I had already wondered about a host of other things, too. Like the fact that Santa was supposed to come down the chimney. We had one, but it had been closed in with bricks long before and an unvented gas heater installed in front of it. We still hung our stockings “by the chimney with care,” but on Christmas mornings I saw no evidence that a fat man had squeezed his way in. When I asked about it, I was told that Santa knew about the bricked-up chimney and just came in through the “front door,” which was actually the entrance to the closed-in “front porch,” which we almost never used. In retrospect, I think that was a good answer for a four-year-old—after all, that’s where our presents from Santa were always found on Christmas morning. We always opened our gifts from family on Christmas Eve before we went to bed—a tradition that we still maintain. I have no idea where the tradition came from, but it has worked well to allay tensions, once the next generation appeared and grew up, over how and with whose family the holiday would be celebrated.

I felt torn, too, even then, about the widening chasm between the religious source and icons of the Christian holiday and the cultural practices of the time. My grandmother was the adult Sunday School teacher at the small country church we attended, and each week, she sat at the kitchen table, “getting her lesson” together—diligently reading the Southern Baptist teacher’s guide and a set of commentaries that remained on our bookshelves until long after she was gone. I say that to explain how perhaps more aware I was at five of the “real” Christmas story. We had a set of World Book Encyclopedias and Mama Lois’s Tarbell’s Teacher’s Guides, and a host of bibles, mostly of the King James Version. An avid and early reader, I’d already spent some challenging hours with Old English, trying to “suss out” the meanings of the things I read when I wasn’t out with my grandfather in the garden, across the country road with him in the house in which he slept, or exploring the woods nearby with Spooky, the black cocker spaniel-Spitz mix who would be my first best friend.

My favorite version of the Christmas story was the one in the Gospel According to Luke, no doubt the result of its being the primary source—and structure, I learned only recently—for the Christmas carols we sing at church. I couldn’t get my young head around the fact that Joseph and Mary were so poor that they ended up in a barn stall like the ones that were just across the road on our property and that we celebrated with a decorated tree and colorful packages. No matter how many times I reread the story, Jesus never got a bicycle or a B-B gun or a “Susie Smart” doll or a “Mystery Date” game. There was something, yes, about gold, frankincense, and myrrh, but I was sure I wouldn’t have chosen them from the toys in the Sears or J.C. Penney catalog I perused in the months before, even if they’d been there. I’ve written elsewhere about not being motivated to be good so I could live in a mansion on streets of gold—I suspect that idea derived itself from my skepticism then. I am quite sure, too, as I look back, that it was then that the seeds of my rejection of the idea of God as a wrathful, rejecting parent prone to watching me with a pen in hand and a book in which every misstep would be recorded took form. Reminded me far too much of the guy who’s “making a list, checking it twice, gonna find out who’s naughty and nice.”

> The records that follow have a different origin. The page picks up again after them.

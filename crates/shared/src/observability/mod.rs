//! 统一可观测性模块
//!
//! 日志与 Prometheus 指标的统一初始化。服务启动时调用一次 `init`，
//! 返回的 Guard 需要在进程生命周期内保持存活。

pub mod metrics;
pub mod tracing;

use ::tracing::info;
use anyhow::Result;

use crate::config::ObservabilityConfig;

/// 可观测性资源守卫
pub struct ObservabilityGuard {
    metrics_handle: Option<metrics::MetricsHandle>,
}

impl ObservabilityGuard {
    /// 创建一个空的 Guard（用于测试或禁用指标时）
    pub fn empty() -> Self {
        Self {
            metrics_handle: None,
        }
    }

    pub fn metrics_enabled(&self) -> bool {
        self.metrics_handle.is_some()
    }
}

impl Drop for ObservabilityGuard {
    fn drop(&mut self) {
        info!("Shutting down observability...");
    }
}

/// 统一初始化可观测性
///
/// 初始化顺序：
/// 1. Tracing（日志）
/// 2. Metrics（Prometheus 指标，`metrics_enabled = false` 时跳过）
///
/// # Example
///
/// ```ignore
/// use alerting_shared::{config::AppConfig, observability};
///
/// #[tokio::main]
/// async fn main() -> anyhow::Result<()> {
///     let config = AppConfig::load("alerting-service")?;
///     let _guard = observability::init(&config.service_name, &config.observability).await?;
///     Ok(())
/// }
/// ```
pub async fn init(service_name: &str, config: &ObservabilityConfig) -> Result<ObservabilityGuard> {
    tracing::init(config)?;

    info!(
        service = %service_name,
        metrics_enabled = config.metrics_enabled,
        metrics_port = config.metrics_port,
        "Observability initialized"
    );

    if !config.metrics_enabled {
        return Ok(ObservabilityGuard::empty());
    }

    let metrics_handle = metrics::init(service_name, config.metrics_port).await?;
    Ok(ObservabilityGuard {
        metrics_handle: Some(metrics_handle),
    })
}

#[cfg(test)]
mod tests {
    use super::*;

    #[test]
    fn test_empty_guard() {
        let guard = ObservabilityGuard::empty();
        assert!(!guard.metrics_enabled());
    }

    #[test]
    fn test_init_without_metrics() {
        let config = ObservabilityConfig {
            metrics_enabled: false,
            ..Default::default()
        };
        let guard = tokio_test::block_on(init("alerting-test", &config)).unwrap();
        assert!(!guard.metrics_enabled());
    }
}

Thankfully, in those years, although there was definitely the retail hustle and bustle of buying and wrapping gifts, there was nothing of what we see today. There was still time for those who desired thoughtful reflection—not squeezed into a timeframe—attendance of an afternoon pageant or a Christmas Eve mass planned around whether one could still get to the stores for that one last forgotten gift or home before the turkey was burned to a crisp. There was still time, at least in our house in those days, to consider the true Christmas story, to experience the quiet reverence of it all, even as we watched the twinkle of Christmas lights on the tree. We anticipated the coming of Santa, yes, for the children around us, but the real anticipation was the coming of one who could soothe our ache for peacefulness and show us how to claim it for ourselves.

I was oh, so fortunate to have grown up in the country, where light pollution still doesn’t interfere with a look at the stars. Although there was never snow on Christmas in southern Georgia—there was hardly any snow at all—it didn’t bother me that the scene I saw was unlike many of the covers of Christmas cards that came in the wooden mailbox at the end of the driveway. I’d looked up Israel in the World Book encyclopedia, and it looked mostly like what I saw around me, different flora and fauna aside. Maybe a little more hilly.

I would sit on the concrete back steps of our old farmhouse on stilts and gaze up into the sky, searching for the North Star, the Big Dipper, other constellations I can no longer name from memory, and wonder what the shepherds in the field, the wise men from the East must’ve seen, and marveling that, almost 2,000 years hence, I was looking at that very same sky, those very same stars.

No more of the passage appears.